A Few Words From the Editor

Longtime readers of Ambassador Report know that we have never made it a practice to spur our readers on to greater and greater contributions to the Report. Nor have we ever suggested that our readers should "sacrifice" for the Report. Such tactics not only repulse us, but we know how financially devastated many have been by their involvement with Worldwide, and we know too how many of our elderly readers have great difficulty just surviving on meager fixed incomes (and such individuals should disregard the following).

I wonder sometimes, however, if our reticence about our financial needs hasn't been a mistake. Our last two issues have left us significantly in debt. That is especially disappointing considering how many have written us saying they greatly appreciated those two issues. Unfortunately, a lot of those letters of thanks were not unlike the one that said, "Keep up the good work! Ambassador Report has been a tremendous blessing to my life and I am sure it is helping many hundreds of people around the world. I'm sorry I can't contribute, but I know God will bless all of you some day in His Kingdom."

That's all very fine, but it somehow just doesn't help us pay the Report's bills. Frankly, I suspect that most of our readers really have no idea how much effort and money it takes to put out a medium-sized, fully typeset, carefully edited newsletter such as Ambassador Report. That may be because we can all go to any newsstand and purchase many high quality, slick, full-sized magazines for two to five dollars an issue. I suspect, however, that many do not realize that the price of such publications is kept artificially low by extremely high volume printing, which drastically cuts the per unit cost, and advertising, which provides most of the revenue for most magazines (and which consumers eventually pay for through increased prices on advertised products).

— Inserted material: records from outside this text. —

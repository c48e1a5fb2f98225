//! Pinyin conversion engine.
//!
//! `Pinyin` owns a loaded `Romanizer` and exposes the conversion operations.
//! Dictionaries are read once, at construction or on `reload`; every call
//! after that works on the in-memory tiers. No state is changed by a
//! conversion, so one instance can be shared across threads.

use tracing::{debug, warn};

use hanpin_core::{Config, Romanization, Romanizer, TierSet};

use crate::result::ConversionResult;

#[derive(Debug, Clone)]
pub struct Pinyin {
    romanizer: Romanizer,
    config: Option<Config>,
}

impl Pinyin {
    pub fn new(romanizer: Romanizer) -> Self {
        Self {
            romanizer,
            config: None,
        }
    }

    /// Engine over pre-built tiers (tests, embedded dictionaries).
    pub fn from_tiers(tiers: TierSet) -> Self {
        Self::new(Romanizer::new(tiers))
    }

    /// Load the dictionaries named by `config`. Tiers that cannot be read
    /// are logged and left empty.
    pub fn from_config(config: Config) -> Self {
        let romanizer = Romanizer::from_config(&config);
        log_load(romanizer.tiers());
        Self {
            romanizer,
            config: Some(config),
        }
    }

    /// Re-read dictionaries from the configured locations. Engines built
    /// from in-memory tiers have nothing to reload.
    pub fn reload(&mut self) {
        match &self.config {
            Some(config) => {
                self.romanizer = Romanizer::from_config(config);
                log_load(self.romanizer.tiers());
            }
            None => debug!("reload requested on an engine without config"),
        }
    }

    pub fn config(&self) -> Option<&Config> {
        self.config.as_ref()
    }

    pub fn romanizer(&self) -> &Romanizer {
        &self.romanizer
    }

    /// Romanization plus diagnostics.
    pub fn romanize(&self, text: &str, surnames: bool) -> Romanization {
        self.romanizer.romanize(text, surnames)
    }

    /// General-tier conversion result with all views available.
    pub fn result(&self, text: &str) -> ConversionResult {
        ConversionResult::new(self.romanize(text, false))
    }

    /// Toneless tokens: `中国` → `[zhong, guo]`.
    pub fn convert(&self, text: &str) -> Vec<String> {
        self.result(text).none()
    }

    /// Diacritic tokens: `中国` → `[zhōng, guó]`.
    pub fn unicode_convert(&self, text: &str) -> Vec<String> {
        self.result(text).unicode()
    }

    /// Tone-number tokens: `中国` → `[zhong1, guo2]`.
    pub fn ascii_convert(&self, text: &str) -> Vec<String> {
        self.result(text).ascii()
    }

    /// Convert a personal name: surname tiers take precedence.
    pub fn name(&self, text: &str) -> ConversionResult {
        ConversionResult::new(self.romanize(text, true))
    }

    /// Toneless tokens joined with `delimiter`.
    pub fn permalink(&self, text: &str, delimiter: &str) -> String {
        self.result(text).permalink(delimiter)
    }

    /// Initials of the toneless tokens joined with `delimiter`.
    pub fn abbr(&self, text: &str, delimiter: &str) -> String {
        self.result(text).abbr(delimiter)
    }

    /// Punctuation pass only.
    pub fn punctuations(&self, text: &str) -> String {
        self.romanizer.punctuations(text)
    }
}

fn log_load(tiers: &TierSet) {
    for load in tiers.unavailable() {
        warn!(kind = ?load.kind, index = load.index, "tier unavailable");
    }
    debug!(
        general = tiers.general().len(),
        surnames = tiers.surnames().len(),
        malformed = tiers.malformed_count(),
        "dictionaries loaded"
    );
}

#[cfg(test)]
mod tests {
    use super::*;
    use hanpin_core::DictionaryTable;

    fn engine() -> Pinyin {
        let general = vec![
            DictionaryTable::from_pairs("t0", [("你好", "nǐ hǎo"), ("世界", "shì jiè")]),
            DictionaryTable::from_pairs("t1", [("单", "dān"), ("小", "xiǎo"), ("明", "míng")]),
        ];
        let surnames = vec![DictionaryTable::from_pairs("s0", [("单", "shàn")])];
        Pinyin::from_tiers(TierSet::new(general, surnames))
    }

    #[test]
    fn three_views() {
        let p = engine();
        assert_eq!(p.convert("你好，世界！"), vec!["ni", "hao", ",", "shi", "jie", "!"]);
        assert_eq!(p.unicode_convert("你好"), vec!["nǐ", "hǎo"]);
        assert_eq!(p.ascii_convert("世界"), vec!["shi4", "jie4"]);
    }

    #[test]
    fn name_uses_surname_reading() {
        let p = engine();
        assert_eq!(p.name("单小明").unicode(), vec!["shàn", "xiǎo", "míng"]);
        assert_eq!(p.unicode_convert("单小明"), vec!["dān", "xiǎo", "míng"]);
        assert_eq!(p.name("单小明").ascii(), vec!["shan4", "xiao3", "ming2"]);
    }

    #[test]
    fn delimiter_is_per_call() {
        let p = engine();
        assert_eq!(p.permalink("你好世界", "-"), "ni-hao-shi-jie");
        assert_eq!(p.permalink("你好世界", "_"), "ni_hao_shi_jie");
        assert_eq!(p.abbr("你好", "-"), "n-h");
        assert_eq!(p.abbr("你好", ""), "nh");
    }

    #[test]
    fn reload_without_config_keeps_tiers() {
        let mut p = engine();
        p.reload();
        assert!(p.config().is_none());
        assert_eq!(p.convert("你好"), vec!["ni", "hao"]);
    }

    #[test]
    fn punctuation_only() {
        assert_eq!(engine().punctuations("你好，世界"), "你好 , 世界");
    }
}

Ambassador Report has neither of these significant marketing advantages. But because of the standards that we adhere to, we still have many of the same expenses that the "big boys" have: office supplies, reproduction fees, long distance phone calls, investigative research fees, legal expenses, travel bills for distant interviews, photocopying costs, tape duplicating, photography (when we can afford it), typesetting, printing, mail processing expenses, post box fees, bulk mailing fees, postage, and on and on it goes.

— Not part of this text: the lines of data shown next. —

//! Runtime configuration.
//!
//! Names the dictionary resources and a few conversion switches. Designed to
//! be deserialized from TOML; every field has a default so a partial file
//! works:
//!
//! ```toml
//! dict_dir = "/usr/share/hanpin"
//! general_tiers = ["words_0.dict", "words_1.dict"]
//! surname_tiers = ["surnames.dict"]
//! delimiter = "_"
//! ```

use std::path::{Path, PathBuf};

use serde::{Deserialize, Serialize};

use crate::error::{Error, Result};

/// Environment variable naming a TOML config file.
pub const CONFIG_ENV: &str = "HANPIN_CONFIG";
/// Environment variable overriding `dict_dir`.
pub const DICT_DIR_ENV: &str = "HANPIN_DICT_DIR";

#[derive(Debug, Clone, PartialEq, Eq, Deserialize, Serialize)]
#[serde(default)]
pub struct Config {
    /// Directory relative tier paths are resolved against.
    pub dict_dir: PathBuf,

    /// General tiers, most specific first.
    pub general_tiers: Vec<PathBuf>,

    /// Surname tiers, consulted only in name mode.
    pub surname_tiers: Vec<PathBuf>,

    /// Delimiter the CLI uses for permalink/abbreviation output when none is
    /// given on the command line. Library calls always take it explicitly.
    pub delimiter: String,

    /// Remove stray non-ASCII symbols (emoji etc.) before substitution.
    pub strip_symbols: bool,
}

impl Default for Config {
    fn default() -> Self {
        Self {
            dict_dir: PathBuf::from("dict"),
            general_tiers: (0..6)
                .map(|i| PathBuf::from(format!("words_{i}.dict")))
                .collect(),
            surname_tiers: vec![PathBuf::from("surnames.dict")],
            delimiter: "-".to_string(),
            strip_symbols: true,
        }
    }
}

impl Config {
    /// Load configuration from a TOML file.
    pub fn load_toml<P: AsRef<Path>>(path: P) -> Result<Self> {
        let path = path.as_ref();
        let content = std::fs::read_to_string(path).map_err(|source| Error::ConfigIo {
            path: path.to_path_buf(),
            source,
        })?;
        let mut config = Self::from_toml_str(&content)?;
        // a relative dict_dir is relative to the config file
        if config.dict_dir.is_relative() {
            if let Some(parent) = path.parent() {
                config.dict_dir = parent.join(&config.dict_dir);
            }
        }
        Ok(config)
    }

    /// Load configuration from TOML string.
    pub fn from_toml_str(content: &str) -> Result<Self> {
        let config: Config = toml::from_str(content)?;
        config.validate()?;
        Ok(config)
    }

    /// Serialize configuration to TOML string.
    pub fn to_toml_string(&self) -> Result<String> {
        Ok(toml::to_string_pretty(self)?)
    }

    /// Defaults, then `HANPIN_CONFIG` (a TOML file) if set, then
    /// `HANPIN_DICT_DIR` if set.
    pub fn from_env() -> Result<Self> {
        let mut config = match std::env::var_os(CONFIG_ENV) {
            Some(path) => Self::load_toml(PathBuf::from(path))?,
            None => Self::default(),
        };
        if let Some(dir) = std::env::var_os(DICT_DIR_ENV) {
            config.dict_dir = PathBuf::from(dir);
        }
        Ok(config)
    }

    pub fn with_dict_dir<P: Into<PathBuf>>(mut self, dir: P) -> Self {
        self.dict_dir = dir.into();
        self
    }

    pub fn validate(&self) -> Result<()> {
        if self.general_tiers.is_empty() && self.surname_tiers.is_empty() {
            return Err(Error::InvalidConfig("no dictionary tiers configured".into()));
        }
        Ok(())
    }

    /// General tier paths resolved against `dict_dir`.
    pub fn general_paths(&self) -> Vec<PathBuf> {
        self.resolve(&self.general_tiers)
    }

    /// Surname tier paths resolved against `dict_dir`.
    pub fn surname_paths(&self) -> Vec<PathBuf> {
        self.resolve(&self.surname_tiers)
    }

    fn resolve(&self, tiers: &[PathBuf]) -> Vec<PathBuf> {
        tiers.iter().map(|p| self.dict_dir.join(p)).collect()
    }
}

In order to economize, we do not rent office space, but work out of our own homes. We have no one on salary. And we always shop around for the best prices on those things we need. Nevertheless, just getting one more issue out has often meant very real sacrifices on our part.

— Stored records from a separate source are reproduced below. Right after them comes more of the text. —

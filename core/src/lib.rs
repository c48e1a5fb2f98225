//! hanpin-core
//!
//! Language-agnostic romanization machinery used by the `hanpin` crate:
//! ordered dictionary tiers loaded from `key:value` resources, the ASCII
//! token guard, the punctuation map and the tiered substitution engine.
//!
//! Public API:
//! - `DictionaryTable`, `DictionarySource` - one substitution table and where it comes from
//! - `TierSet` - general + surname tiers in application order
//! - `Romanizer` - guard → surnames → tiers → punctuation → whitespace
//! - `PunctuationMap` - full-width punctuation to ASCII
//! - `Config` - dictionary locations and switches (TOML)
//! - `MatchTable` - longest-match lookup shared by the tables above

pub mod config;
pub mod dictionary;
pub mod error;
pub mod guard;
pub mod punctuation;
pub mod romanize;
pub mod table;
pub mod tiers;
pub mod utils;

pub use config::Config;
pub use dictionary::{
    DictionarySource, DictionaryTable, FileSource, LoadReport, MalformedLine, MemorySource,
};
pub use error::{Error, Result};
pub use punctuation::PunctuationMap;
pub use romanize::{Romanization, RomanizeReport, Romanizer};
pub use table::MatchTable;
pub use tiers::{TierKind, TierLoad, TierSet, TierStatus};
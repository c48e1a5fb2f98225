//! Error type for hanpin-core.
//!
//! Conversion itself never fails. Errors surface only where a caller asked
//! for something explicit: loading a single dictionary resource, or reading a
//! configuration file. The tier loader turns `ResourceUnavailable` into an
//! empty tier and keeps going.

use std::path::PathBuf;

pub type Result<T, E = Error> = std::result::Result<T, E>;

#[derive(Debug, thiserror::Error)]
pub enum Error {
    /// A dictionary resource could not be opened or read to the end.
    #[error("dictionary resource '{id}' unavailable: {source}")]
    ResourceUnavailable {
        id: String,
        #[source]
        source: std::io::Error,
    },

    /// Configuration file could not be read.
    #[error("cannot read config {path}: {source}")]
    ConfigIo {
        path: PathBuf,
        #[source]
        source: std::io::Error,
    },

    #[error(transparent)]
    TomlDe(#[from] toml::de::Error),

    #[error(transparent)]
    TomlSer(#[from] toml::ser::Error),

    /// Configuration parsed but is not usable.
    #[error("invalid config: {0}")]
    InvalidConfig(String),
}

impl Error {
    pub(crate) fn unavailable(id: impl Into<String>, source: std::io::Error) -> Self {
        Error::ResourceUnavailable {
            id: id.into(),
            source,
        }
    }
}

Our next issue has been some time in the making and will be one of the most important we've done in some time (and for that reason it may be a bit delayed). That issue won't be published at all, however, without the financial assistance of our readership. If you like Ambassador Report and want to see it continue, please show your appreciation by financially supporting our efforts. Your contribution will make a difference.